Exercise brief -
Within this material, how many lines include the word "GenerationClient"? Answer with a number and nothing more.

Data for analysis -

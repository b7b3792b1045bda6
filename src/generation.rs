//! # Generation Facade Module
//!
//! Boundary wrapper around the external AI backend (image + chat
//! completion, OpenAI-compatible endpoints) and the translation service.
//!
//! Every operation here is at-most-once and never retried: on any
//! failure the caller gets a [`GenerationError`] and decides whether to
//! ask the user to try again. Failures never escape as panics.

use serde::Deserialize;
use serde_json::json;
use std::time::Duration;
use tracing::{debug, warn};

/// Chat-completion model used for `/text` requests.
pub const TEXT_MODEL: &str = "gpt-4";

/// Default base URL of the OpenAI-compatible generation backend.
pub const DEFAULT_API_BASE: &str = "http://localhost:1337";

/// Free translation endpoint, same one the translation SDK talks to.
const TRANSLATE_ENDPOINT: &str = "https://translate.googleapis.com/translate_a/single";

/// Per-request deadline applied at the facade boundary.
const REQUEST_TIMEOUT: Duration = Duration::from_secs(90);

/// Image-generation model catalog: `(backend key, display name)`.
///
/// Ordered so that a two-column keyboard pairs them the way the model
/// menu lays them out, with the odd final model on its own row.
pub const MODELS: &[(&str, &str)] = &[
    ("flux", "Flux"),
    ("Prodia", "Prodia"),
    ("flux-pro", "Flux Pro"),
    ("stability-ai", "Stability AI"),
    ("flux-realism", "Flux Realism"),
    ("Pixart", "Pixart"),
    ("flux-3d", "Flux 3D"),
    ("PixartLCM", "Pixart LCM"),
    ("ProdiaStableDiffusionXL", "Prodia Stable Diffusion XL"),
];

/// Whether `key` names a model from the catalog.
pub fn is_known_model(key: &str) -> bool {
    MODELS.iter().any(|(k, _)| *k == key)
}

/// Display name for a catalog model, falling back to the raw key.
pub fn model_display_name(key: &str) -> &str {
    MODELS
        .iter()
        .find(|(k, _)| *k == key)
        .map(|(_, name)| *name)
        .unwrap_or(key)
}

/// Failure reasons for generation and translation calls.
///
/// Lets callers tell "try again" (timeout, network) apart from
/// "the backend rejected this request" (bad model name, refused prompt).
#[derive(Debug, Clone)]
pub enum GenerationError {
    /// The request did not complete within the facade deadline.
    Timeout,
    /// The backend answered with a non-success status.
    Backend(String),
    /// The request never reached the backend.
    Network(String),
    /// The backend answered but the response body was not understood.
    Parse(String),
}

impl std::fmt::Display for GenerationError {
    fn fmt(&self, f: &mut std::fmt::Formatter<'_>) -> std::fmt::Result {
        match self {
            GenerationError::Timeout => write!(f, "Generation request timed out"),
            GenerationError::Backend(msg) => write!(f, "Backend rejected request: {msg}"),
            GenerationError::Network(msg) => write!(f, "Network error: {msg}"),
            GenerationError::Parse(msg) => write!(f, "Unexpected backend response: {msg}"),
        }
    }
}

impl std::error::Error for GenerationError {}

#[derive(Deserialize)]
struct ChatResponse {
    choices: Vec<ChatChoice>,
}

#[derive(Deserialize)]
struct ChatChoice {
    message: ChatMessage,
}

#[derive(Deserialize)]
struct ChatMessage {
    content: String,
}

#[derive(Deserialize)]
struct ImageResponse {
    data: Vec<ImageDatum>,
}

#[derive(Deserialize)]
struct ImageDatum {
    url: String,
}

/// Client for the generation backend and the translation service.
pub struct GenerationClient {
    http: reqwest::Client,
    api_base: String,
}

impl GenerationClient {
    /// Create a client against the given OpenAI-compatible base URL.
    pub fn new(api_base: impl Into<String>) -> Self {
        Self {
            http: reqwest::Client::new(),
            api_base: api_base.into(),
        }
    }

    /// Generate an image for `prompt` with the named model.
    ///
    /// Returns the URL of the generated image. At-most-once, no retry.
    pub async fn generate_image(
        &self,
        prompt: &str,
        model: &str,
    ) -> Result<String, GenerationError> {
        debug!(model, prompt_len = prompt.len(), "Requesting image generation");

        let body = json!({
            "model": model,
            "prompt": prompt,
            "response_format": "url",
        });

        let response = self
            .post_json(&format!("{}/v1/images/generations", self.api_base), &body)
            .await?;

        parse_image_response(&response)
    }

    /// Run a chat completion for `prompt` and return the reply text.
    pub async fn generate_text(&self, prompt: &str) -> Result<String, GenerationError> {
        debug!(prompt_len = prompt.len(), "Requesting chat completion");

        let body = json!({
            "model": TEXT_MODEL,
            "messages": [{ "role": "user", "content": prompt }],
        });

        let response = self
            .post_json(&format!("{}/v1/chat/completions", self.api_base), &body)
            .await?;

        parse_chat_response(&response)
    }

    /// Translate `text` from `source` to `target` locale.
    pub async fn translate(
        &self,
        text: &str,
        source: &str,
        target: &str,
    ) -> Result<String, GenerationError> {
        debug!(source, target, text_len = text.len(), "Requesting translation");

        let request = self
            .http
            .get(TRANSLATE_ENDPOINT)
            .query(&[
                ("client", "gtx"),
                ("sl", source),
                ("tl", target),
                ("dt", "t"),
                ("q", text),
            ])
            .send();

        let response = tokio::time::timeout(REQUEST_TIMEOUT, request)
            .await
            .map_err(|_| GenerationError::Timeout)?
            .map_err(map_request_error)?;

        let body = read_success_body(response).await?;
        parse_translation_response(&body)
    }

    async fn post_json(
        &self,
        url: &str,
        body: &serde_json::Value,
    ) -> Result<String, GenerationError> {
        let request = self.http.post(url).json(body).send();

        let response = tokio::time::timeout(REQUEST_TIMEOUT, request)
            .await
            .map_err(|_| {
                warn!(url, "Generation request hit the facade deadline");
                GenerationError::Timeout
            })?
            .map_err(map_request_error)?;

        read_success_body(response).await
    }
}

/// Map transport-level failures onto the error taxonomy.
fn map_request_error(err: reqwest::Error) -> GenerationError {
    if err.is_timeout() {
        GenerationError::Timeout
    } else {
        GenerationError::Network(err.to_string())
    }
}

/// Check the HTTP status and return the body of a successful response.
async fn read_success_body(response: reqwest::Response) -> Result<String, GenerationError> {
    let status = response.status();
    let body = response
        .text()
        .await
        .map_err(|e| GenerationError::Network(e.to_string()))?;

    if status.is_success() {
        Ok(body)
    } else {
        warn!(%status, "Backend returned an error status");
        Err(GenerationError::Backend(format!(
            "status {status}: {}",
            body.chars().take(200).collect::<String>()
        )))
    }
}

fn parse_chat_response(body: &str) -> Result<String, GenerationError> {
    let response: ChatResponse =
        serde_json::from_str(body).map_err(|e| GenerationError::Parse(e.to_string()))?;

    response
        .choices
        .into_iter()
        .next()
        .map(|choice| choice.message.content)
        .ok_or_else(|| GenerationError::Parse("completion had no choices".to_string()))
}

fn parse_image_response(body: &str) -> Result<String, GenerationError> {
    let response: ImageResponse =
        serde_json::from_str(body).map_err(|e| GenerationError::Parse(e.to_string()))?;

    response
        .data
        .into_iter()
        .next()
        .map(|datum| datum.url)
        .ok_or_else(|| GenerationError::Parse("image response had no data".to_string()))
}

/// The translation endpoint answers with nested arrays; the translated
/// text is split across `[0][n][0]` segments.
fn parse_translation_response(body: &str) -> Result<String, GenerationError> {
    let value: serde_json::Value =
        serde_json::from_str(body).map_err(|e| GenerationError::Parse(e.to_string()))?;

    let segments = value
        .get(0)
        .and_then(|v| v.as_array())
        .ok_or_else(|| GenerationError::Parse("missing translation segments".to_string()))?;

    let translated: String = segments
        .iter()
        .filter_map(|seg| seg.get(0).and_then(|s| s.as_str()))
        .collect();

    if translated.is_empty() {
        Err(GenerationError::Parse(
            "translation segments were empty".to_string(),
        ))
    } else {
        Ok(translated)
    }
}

Response to the task -
2